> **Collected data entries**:
- Opening Delimiter -
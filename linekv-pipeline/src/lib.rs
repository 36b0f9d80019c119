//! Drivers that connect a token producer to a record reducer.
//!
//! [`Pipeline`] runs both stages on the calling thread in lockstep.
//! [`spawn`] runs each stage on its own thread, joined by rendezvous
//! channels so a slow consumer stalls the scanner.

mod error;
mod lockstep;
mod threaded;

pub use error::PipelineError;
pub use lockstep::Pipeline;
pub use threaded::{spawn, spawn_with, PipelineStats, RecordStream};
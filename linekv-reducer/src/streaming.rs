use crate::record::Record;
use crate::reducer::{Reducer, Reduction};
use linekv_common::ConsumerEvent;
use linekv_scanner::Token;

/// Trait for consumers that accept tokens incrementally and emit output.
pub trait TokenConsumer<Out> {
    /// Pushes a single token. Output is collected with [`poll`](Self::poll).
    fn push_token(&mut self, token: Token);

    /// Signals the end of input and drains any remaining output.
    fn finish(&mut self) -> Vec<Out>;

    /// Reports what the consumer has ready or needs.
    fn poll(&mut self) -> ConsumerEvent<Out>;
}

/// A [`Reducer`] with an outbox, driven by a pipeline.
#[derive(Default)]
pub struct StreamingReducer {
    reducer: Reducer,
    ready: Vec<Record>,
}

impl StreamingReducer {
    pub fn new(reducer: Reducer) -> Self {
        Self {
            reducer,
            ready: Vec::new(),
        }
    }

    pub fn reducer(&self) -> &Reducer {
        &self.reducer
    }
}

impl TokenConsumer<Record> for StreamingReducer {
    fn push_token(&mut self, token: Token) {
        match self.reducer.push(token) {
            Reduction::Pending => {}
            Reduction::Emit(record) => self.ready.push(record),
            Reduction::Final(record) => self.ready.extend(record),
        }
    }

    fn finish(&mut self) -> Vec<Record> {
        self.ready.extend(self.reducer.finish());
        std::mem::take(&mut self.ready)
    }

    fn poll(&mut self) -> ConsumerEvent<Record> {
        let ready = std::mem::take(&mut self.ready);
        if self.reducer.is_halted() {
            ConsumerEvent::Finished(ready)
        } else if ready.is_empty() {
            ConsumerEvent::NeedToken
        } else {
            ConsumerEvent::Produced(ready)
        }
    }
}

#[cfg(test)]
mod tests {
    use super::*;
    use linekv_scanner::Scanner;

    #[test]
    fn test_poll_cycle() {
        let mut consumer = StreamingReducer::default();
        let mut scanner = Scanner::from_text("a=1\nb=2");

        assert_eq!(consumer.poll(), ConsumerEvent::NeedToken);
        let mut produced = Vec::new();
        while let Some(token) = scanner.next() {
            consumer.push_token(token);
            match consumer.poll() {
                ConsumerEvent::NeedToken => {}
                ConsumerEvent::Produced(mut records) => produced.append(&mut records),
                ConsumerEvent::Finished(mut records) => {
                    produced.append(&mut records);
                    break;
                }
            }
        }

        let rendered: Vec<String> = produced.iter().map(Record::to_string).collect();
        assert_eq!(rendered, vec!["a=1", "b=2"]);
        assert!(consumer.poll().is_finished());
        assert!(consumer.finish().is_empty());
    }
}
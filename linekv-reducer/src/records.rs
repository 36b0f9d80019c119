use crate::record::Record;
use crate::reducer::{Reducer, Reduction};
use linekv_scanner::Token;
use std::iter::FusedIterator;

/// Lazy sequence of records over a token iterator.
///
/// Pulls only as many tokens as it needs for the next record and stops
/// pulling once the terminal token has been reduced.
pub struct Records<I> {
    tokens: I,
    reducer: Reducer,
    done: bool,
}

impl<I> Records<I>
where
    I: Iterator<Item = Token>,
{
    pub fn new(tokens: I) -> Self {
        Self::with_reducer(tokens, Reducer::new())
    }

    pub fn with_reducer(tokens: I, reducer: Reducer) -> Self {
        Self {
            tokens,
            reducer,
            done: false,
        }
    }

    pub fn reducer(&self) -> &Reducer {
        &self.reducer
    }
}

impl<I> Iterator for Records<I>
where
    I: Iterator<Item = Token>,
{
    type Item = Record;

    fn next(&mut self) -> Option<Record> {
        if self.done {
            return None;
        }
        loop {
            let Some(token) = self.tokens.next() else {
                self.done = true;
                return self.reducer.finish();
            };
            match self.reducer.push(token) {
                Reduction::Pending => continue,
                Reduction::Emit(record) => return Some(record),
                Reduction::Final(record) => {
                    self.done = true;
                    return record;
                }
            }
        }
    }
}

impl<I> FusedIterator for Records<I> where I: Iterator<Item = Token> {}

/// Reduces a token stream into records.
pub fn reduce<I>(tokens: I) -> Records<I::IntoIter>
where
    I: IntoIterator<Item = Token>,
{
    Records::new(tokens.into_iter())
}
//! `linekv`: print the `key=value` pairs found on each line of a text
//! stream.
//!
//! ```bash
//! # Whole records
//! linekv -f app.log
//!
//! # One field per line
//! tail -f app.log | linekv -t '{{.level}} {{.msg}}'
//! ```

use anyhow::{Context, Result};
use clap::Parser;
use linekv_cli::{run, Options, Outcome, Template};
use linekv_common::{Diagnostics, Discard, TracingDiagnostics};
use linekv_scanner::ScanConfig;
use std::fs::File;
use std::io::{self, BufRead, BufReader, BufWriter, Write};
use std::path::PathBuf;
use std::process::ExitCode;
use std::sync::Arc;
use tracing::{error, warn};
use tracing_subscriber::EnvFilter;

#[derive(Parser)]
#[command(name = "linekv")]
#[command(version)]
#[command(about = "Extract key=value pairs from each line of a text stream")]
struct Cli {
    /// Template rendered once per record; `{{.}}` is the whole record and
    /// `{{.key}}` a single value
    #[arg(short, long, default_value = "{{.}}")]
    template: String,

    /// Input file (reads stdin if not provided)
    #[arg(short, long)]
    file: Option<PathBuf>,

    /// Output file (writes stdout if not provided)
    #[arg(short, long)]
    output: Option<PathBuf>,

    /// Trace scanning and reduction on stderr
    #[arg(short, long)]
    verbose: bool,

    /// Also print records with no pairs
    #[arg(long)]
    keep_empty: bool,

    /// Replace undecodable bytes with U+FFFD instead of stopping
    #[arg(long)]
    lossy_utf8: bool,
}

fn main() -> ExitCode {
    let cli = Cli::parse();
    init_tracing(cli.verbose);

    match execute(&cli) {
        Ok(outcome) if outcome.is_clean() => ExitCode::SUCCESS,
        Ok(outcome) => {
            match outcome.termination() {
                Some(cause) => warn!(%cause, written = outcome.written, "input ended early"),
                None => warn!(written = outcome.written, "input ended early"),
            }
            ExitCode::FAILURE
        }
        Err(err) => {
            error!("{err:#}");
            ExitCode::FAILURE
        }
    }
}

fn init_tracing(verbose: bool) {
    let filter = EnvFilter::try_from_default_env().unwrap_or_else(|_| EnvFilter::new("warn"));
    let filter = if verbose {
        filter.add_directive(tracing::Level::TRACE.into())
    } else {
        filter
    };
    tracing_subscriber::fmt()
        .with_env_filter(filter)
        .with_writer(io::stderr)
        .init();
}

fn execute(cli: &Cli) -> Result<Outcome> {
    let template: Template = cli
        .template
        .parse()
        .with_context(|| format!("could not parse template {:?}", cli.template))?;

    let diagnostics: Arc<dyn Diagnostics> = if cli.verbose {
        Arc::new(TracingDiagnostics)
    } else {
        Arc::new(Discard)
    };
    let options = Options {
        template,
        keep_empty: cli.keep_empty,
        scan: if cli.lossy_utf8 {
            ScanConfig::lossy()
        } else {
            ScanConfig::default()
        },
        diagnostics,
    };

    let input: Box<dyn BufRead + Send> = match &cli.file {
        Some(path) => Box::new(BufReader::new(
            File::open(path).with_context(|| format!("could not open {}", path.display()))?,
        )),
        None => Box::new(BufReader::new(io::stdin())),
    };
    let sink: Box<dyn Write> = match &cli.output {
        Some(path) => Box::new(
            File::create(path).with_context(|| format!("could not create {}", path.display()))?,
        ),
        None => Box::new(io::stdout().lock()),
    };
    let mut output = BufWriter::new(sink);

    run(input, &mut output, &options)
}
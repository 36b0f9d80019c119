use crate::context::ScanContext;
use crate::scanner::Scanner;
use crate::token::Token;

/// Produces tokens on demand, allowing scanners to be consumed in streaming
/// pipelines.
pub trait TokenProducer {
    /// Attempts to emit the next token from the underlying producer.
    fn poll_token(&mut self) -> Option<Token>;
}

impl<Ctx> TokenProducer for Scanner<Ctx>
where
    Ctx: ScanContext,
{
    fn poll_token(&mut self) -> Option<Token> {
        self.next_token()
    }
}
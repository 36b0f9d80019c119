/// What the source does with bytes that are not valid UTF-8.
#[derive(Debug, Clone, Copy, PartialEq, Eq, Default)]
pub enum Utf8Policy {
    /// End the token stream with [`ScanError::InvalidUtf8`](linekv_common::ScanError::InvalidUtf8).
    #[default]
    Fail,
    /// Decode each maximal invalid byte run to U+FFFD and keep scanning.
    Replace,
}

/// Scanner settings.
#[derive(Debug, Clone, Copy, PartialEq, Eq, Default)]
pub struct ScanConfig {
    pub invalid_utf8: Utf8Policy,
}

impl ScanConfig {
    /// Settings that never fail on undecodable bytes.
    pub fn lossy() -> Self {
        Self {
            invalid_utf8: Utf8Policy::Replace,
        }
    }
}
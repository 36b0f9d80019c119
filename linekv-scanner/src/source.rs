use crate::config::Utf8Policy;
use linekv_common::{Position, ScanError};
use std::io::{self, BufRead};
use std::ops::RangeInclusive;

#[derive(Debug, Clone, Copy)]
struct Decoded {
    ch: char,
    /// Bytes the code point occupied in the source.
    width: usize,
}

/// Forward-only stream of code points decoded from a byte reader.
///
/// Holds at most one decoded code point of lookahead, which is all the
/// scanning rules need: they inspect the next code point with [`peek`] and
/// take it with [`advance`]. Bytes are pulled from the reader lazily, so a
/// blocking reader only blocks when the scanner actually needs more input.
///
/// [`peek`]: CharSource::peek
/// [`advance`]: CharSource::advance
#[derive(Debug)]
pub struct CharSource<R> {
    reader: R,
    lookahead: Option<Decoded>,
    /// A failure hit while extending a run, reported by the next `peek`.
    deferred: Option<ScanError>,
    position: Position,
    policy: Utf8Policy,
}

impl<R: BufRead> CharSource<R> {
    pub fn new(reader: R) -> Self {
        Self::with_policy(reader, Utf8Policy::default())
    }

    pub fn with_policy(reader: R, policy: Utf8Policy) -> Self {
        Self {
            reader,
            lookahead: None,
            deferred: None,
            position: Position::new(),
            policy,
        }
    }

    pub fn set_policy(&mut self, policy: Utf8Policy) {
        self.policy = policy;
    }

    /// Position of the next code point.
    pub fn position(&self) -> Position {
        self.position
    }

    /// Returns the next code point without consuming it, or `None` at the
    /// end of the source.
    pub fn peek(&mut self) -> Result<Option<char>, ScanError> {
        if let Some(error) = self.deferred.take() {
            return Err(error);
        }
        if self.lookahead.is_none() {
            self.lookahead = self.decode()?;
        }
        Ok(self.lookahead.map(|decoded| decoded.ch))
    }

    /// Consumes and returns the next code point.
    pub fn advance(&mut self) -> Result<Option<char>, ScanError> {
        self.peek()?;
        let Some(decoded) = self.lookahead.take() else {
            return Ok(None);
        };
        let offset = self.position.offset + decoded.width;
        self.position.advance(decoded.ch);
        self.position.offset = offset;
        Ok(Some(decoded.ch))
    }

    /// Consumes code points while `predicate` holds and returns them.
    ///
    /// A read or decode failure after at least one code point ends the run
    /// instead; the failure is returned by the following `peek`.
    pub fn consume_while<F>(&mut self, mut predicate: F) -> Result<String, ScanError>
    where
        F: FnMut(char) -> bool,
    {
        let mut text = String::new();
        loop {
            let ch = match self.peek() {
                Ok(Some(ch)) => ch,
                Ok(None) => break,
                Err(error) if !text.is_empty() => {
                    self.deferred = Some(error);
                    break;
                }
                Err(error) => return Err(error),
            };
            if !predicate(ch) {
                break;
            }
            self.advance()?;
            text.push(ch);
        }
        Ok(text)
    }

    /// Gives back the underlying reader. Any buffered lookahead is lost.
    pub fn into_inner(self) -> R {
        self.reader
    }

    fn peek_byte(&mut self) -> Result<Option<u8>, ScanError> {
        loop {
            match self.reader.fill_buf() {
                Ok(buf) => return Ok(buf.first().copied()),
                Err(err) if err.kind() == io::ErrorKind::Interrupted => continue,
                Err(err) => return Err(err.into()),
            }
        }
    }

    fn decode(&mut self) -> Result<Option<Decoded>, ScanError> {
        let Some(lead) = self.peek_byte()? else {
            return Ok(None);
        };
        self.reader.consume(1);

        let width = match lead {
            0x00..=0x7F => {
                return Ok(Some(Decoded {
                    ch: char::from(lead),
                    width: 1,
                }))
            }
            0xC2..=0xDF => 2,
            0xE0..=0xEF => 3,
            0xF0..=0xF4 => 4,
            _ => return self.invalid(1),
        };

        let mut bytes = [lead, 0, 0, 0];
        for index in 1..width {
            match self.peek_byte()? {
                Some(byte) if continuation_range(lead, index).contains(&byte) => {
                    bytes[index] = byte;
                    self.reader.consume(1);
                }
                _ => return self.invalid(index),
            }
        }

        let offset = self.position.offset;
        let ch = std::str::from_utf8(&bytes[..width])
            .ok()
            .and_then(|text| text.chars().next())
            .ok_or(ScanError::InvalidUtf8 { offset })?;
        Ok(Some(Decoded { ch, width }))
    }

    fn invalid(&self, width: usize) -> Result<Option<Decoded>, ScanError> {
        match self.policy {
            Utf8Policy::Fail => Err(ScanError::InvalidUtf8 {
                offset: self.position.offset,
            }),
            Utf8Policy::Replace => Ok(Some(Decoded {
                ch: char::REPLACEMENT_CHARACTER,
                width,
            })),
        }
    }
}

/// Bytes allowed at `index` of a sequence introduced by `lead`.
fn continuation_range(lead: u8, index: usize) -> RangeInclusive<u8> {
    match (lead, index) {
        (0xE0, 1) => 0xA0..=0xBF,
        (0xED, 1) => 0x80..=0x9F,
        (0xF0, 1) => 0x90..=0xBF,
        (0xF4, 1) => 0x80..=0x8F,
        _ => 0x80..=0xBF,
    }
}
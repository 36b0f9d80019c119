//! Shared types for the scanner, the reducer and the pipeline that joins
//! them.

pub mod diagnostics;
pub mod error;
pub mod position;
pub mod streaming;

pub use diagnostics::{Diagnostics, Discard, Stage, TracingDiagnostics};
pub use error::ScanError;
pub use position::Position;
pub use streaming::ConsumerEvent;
- Closing Delimiter -
> **What you are asked to do**: Please reproduce the lines from the line with "End the token" to the line with "#[derive(Debug, Clone, Copy)]", both ends included, exactly as they appear above.

> **Result of the exercise**:
    /// End the token stream with [`ScanError::InvalidUtf8`](linekv_common::ScanError::InvalidUtf8).
    #[default]
    Fail,
    /// Decode each maximal invalid byte run to U+FFFD and keep scanning.
    Replace,
}

/// Scanner settings.
#[derive(Debug, Clone, Copy, PartialEq, Eq, Default)]
pub struct ScanConfig {
    pub invalid_utf8: Utf8Policy,
}

impl ScanConfig {
    /// Settings that never fail on undecodable bytes.
    pub fn lossy() -> Self {
        Self {
            invalid_utf8: Utf8Policy::Replace,
        }
    }
}
repository 36b0f9d80019c119
filename linekv-scanner/src/source.rs
use crate::config::Utf8Policy;
use linekv_common::{Position, ScanError};
use std::io::{self, BufRead};
use std::ops::RangeInclusive;

#[derive(Debug, Clone, Copy)]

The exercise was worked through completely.